Impacts of plant genotype and bacterial inoculation on the performance of fall armyworm. Axenically reared insects were inoculated with 1 of 3 bacterial isolates on artificial diet and transferred to gamma-irradiated maize leaves of susceptible (Tx601) or resistant (Mp708) genotypes. (A) Growth of the fall armyworm was negatively impacted by plant genotype (F_1,380 = 385; P < 0.001), bacteria (F_3,380 = 20.5; P < 0.001), and their interaction 7(F_3,380 = 3.99; P = 0.008). Different letters and capitalization represent statistically significant differences between bacterial treatments in resistant maize. (B) Mortality of fall armyworm was increased with specific bacterial inoculations only on resistant maize (Z = 2.91; P = 0.016).
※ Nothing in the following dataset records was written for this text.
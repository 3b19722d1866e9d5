//! API Module
//!
//! HTTP handlers and routing for the cache server REST API. One cache policy,
//! chosen by configuration, is served per process.

pub mod handlers;
pub mod routes;
pub mod state;

pub use handlers::*;
pub use routes::create_router;
pub use state::PolicyCache;
//! Replicated Cache
//!
//! A simulated multi-node cache. Each node owns a local store and a set of
//! registered peers; writes are propagated to every peer after a short delay
//! and local misses read through the peers in registration order.
//!
//! Consistency is eventual and last-writer-wins per peer, with no ordering
//! guarantees, acknowledgments, retries or de-duplication.
//!
//! Replication is one hop: a node applies a write it receives from a peer but
//! does not pass it on to its own peers. A write on X reaches Z only if Z is
//! registered with X directly, so nodes meant to converge should form a full
//! mesh.

use std::sync::Arc;
use std::time::Duration;

use async_trait::async_trait;
use tokio::sync::RwLock;
use tracing::{debug, warn};

use super::{DEFAULT_OPERATION_TIMEOUT, DEFAULT_PROPAGATION_DELAY};
use crate::cache::{CacheStats, Store, TtlStore};
use crate::error::Result;
use crate::tasks::{spawn_propagation, Propagation};

// == Peer Trait ==
/// A cache node reachable from another node.
///
/// Both operations act on the peer's local store only: a lookup never reads
/// through the peer's own peers, and a replicated write is not forwarded
/// again. Nodes that register each other therefore exchange each write once.
#[async_trait]
pub trait Peer<V>: Send + Sync {
    /// Reads the peer's local copy of `key`.
    async fn lookup(&self, key: &str) -> Option<V>;

    /// Applies a write propagated from another node.
    async fn replicate(&self, key: String, value: V) -> Result<()>;
}

pub struct ReplicatedCache<V, S = TtlStore<V>> {
    node_id: String,
    store: RwLock<S>,
    /// Registration order is lookup order
    peers: RwLock<Vec<(String, Arc<dyn Peer<V>>)>>,
    propagation_delay: Duration,
    timeout: Duration,
}

impl<V> ReplicatedCache<V, TtlStore<V>>
where
    V: Clone + Send + Sync + 'static,
{
    /// Creates a node over a fresh TTL store.
    pub fn new(node_id: impl Into<String>, ttl: Duration) -> Self {
        Self::with_store(node_id, TtlStore::new(ttl))
    }
}

impl<V, S> ReplicatedCache<V, S>
where
    V: Clone + Send + Sync + 'static,
    S: Store<V>,
{
    pub fn with_store(node_id: impl Into<String>, store: S) -> Self {
        Self {
            node_id: node_id.into(),
            store: RwLock::new(store),
            peers: RwLock::new(Vec::new()),
            propagation_delay: DEFAULT_PROPAGATION_DELAY,
            timeout: DEFAULT_OPERATION_TIMEOUT,
        }
    }

    /// Sets the simulated network delay applied before each propagation.
    pub fn with_propagation_delay(mut self, delay: Duration) -> Self {
        self.propagation_delay = delay;
        self
    }

    /// Bounds every peer call with `timeout`.
    pub fn with_timeout(mut self, timeout: Duration) -> Self {
        self.timeout = timeout;
        self
    }

    pub fn node_id(&self) -> &str {
        &self.node_id
    }

    // == Add Peer ==
    /// Registers `peer` under `peer_id`.
    ///
    /// Re-registering an id swaps the handle but keeps its original position
    /// in the lookup order.
    pub async fn add_peer(&self, peer_id: impl Into<String>, peer: Arc<dyn Peer<V>>) {
        let peer_id = peer_id.into();
        let mut peers = self.peers.write().await;

        match peers.iter_mut().find(|(id, _)| *id == peer_id) {
            Some(slot) => slot.1 = peer,
            None => peers.push((peer_id.clone(), peer)),
        }
        debug!(node = %self.node_id, peer = %peer_id, "peer registered");
    }

    pub async fn peer_ids(&self) -> Vec<String> {
        self.peers
            .read()
            .await
            .iter()
            .map(|(id, _)| id.clone())
            .collect()
    }

    // == Get ==
    /// Reads locally, then asks each peer in registration order.
    ///
    /// The first peer hit is copied into the local store without being
    /// propagated further, unless the key was written locally while the
    /// lookup was in flight. Peers that time out are skipped.
    pub async fn get(&self, key: &str) -> Option<V> {
        let cached = self.store.write().await.get(key);
        if cached.is_some() {
            return cached;
        }

        let peers = self.peers.read().await.clone();
        for (peer_id, peer) in peers {
            match tokio::time::timeout(self.timeout, peer.lookup(key)).await {
                Ok(Some(value)) => {
                    let mut store = self.store.write().await;
                    // A local or replicated write that landed meanwhile is newer
                    if let Some(current) = store.peek(key) {
                        return Some(current);
                    }
                    debug!(node = %self.node_id, peer = %peer_id, key, "backfilled from peer");
                    store.set(key.to_string(), value.clone());
                    return Some(value);
                }
                Ok(None) => {}
                Err(_) => warn!(node = %self.node_id, peer = %peer_id, key, "peer lookup timed out"),
            }
        }

        None
    }

    // == Set ==
    /// Writes locally, then schedules one delayed propagation per peer.
    ///
    /// Returns as soon as the local write is done. Must be called from within
    /// a tokio runtime.
    pub async fn set(&self, key: impl Into<String>, value: V) {
        let key = key.into();
        self.store.write().await.set(key.clone(), value.clone());

        let peers = self.peers.read().await.clone();
        for (peer_id, peer) in peers {
            let propagation = Propagation {
                origin: self.node_id.clone(),
                peer_id,
                peer,
                key: key.clone(),
                value: value.clone(),
            };
            spawn_propagation(propagation, self.propagation_delay, self.timeout);
        }
    }

    /// Drops the local entry only; peers keep their copies.
    pub async fn delete(&self, key: &str) -> bool {
        self.store.write().await.delete(key)
    }

    pub async fn clear(&self) -> usize {
        self.store.write().await.clear()
    }

    pub async fn stats(&self) -> CacheStats {
        self.store.read().await.stats()
    }

    pub async fn hit_ratio(&self) -> f64 {
        self.store.read().await.hit_ratio()
    }
}

#[async_trait]
impl<V, S> Peer<V> for ReplicatedCache<V, S>
where
    V: Clone + Send + Sync + 'static,
    S: Store<V>,
{
    async fn lookup(&self, key: &str) -> Option<V> {
        self.store.write().await.get(key)
    }

    async fn replicate(&self, key: String, value: V) -> Result<()> {
        self.store.write().await.set(key, value);
        Ok(())
    }
}
//! API Routes
//!
//! Configures the Axum router with all cache server endpoints.

use axum::{
    routing::{delete, get, post, put},
    Router,
};
use tower_http::{
    cors::{Any, CorsLayer},
    trace::TraceLayer,
};

use super::handlers::{
    clear_handler, delete_handler, get_handler, health_handler, invalidate_pattern_handler,
    set_handler, stats_handler, AppState,
};

/// Creates the main router with all endpoints configured.
///
/// # Endpoints
/// - `PUT /set` - Store a document, optionally with dependencies
/// - `GET /get/:key` - Retrieve a document by key
/// - `DELETE /del/:key` - Invalidate a key
/// - `DELETE /invalidate?pattern=` - Invalidate every key matching a regex
/// - `POST /clear` - Empty the cache
/// - `GET /stats` - Get cache statistics
/// - `GET /health` - Health check endpoint
pub fn create_router(state: AppState) -> Router {
    let cors = CorsLayer::new()
        .allow_origin(Any)
        .allow_methods(Any)
        .allow_headers(Any);

    Router::new()
        .route("/set", put(set_handler))
        .route("/get/:key", get(get_handler))
        .route("/del/:key", delete(delete_handler))
        .route("/invalidate", delete(invalidate_pattern_handler))
        .route("/clear", post(clear_handler))
        .route("/stats", get(stats_handler))
        .route("/health", get(health_handler))
        .layer(cors)
        .layer(TraceLayer::new_for_http())
        .with_state(state)
}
Lines connecting symbols in A and B are present for visual clarity between bacterial treatments. (C) SEM imaging of the PM of fall armyworm feeding on resistant maize demonstrates perforations of the PM, and the opportunity for bacteria to access the body cavity. Combining the 3 isolates resulted in similar growth responses (SI Appendix, Fig. S2). Full ANCOVA results are reported in SI Appendix, Table S3.

Fig. 2.

Impacts of maize genotypes (S, susceptible; R, resistant) and Enterobacter oral inoculation on fall armyworm baseline phenoloxidase activity (A), activatable (pro) phenoloxidase activity (B). There was a significant effect of plant genotype (F_1,39 = 8.0, P = 0.007) and bacterial colonization (F_1,39 = 39.3, P < 0.001) on baseline PO activity. Likewise, there were genotype (F_1,40 = 5.3, P = 0.026) and bacteria (F_1,40 = 33.2, P < 0.001) effects on activatable PO. (C) Total hemocytes were not influenced by plant genotype (F_1,40 = 0.0002, P = 0.989), but were by the presence of bacteria (F_1,40 = 30.5, P < 0.001). Colony forming units (CFU·μL⁻¹) in the hemolymph (D) were higher in insects feeding on resistant maize compared with susceptible maize (P = 0.009). Different letters and asterisks represent statistically significant differences among treatments (P < 0.05). Enterobacter inoculation of larvae fed on artificial diet also elevated the level of PO activity in hemolymph, but not to the extent that was induced by plants (SI Appendix, Table S6). Full ANOVA tables are reported in SI Appendix, Table S5.

Fig. 3.

Interactions between chitinases, plant physical defenses, and gut bacteria on fall armyworm growth. (A) Recombinant chitinases (F_1,35 = 55.1, P < 0.001) and their interaction with plant genotype (F_1,35 = 43.5, P < 0.001) interacted with the different plant genotypes to influence fall armyworm growth. Susceptible plants with more abundant large trichomes (S6) had greater impacts on the growth of fall armyworm than those with smaller trichomes (F_1,35 = 169, P < 0.001), particularly when there was topical application of chitinases. (B) Accompanying this reduced growth, plant chitinases resulted in significantly higher numbers of bacteria in the hemolymph of the insects compared with other treatments. (C) The presence of Enterobacter increased the negative effects of plant defenses on larval growth. Using the genotype with long trichomes (Tx601), we observed an effect of chitinase (F_1,35 = 27.5, P < 0.001), the presence of bacteria (F_1,35 = 29.2, P < 0.001), and their interaction (F_1,35 = 4.42, P = 0.043). Different letters above the bars represent statistically significant differences among treatments (P < 0.05). Full ANCOVA results are reported in SI Appendix, Tables S8 and S9.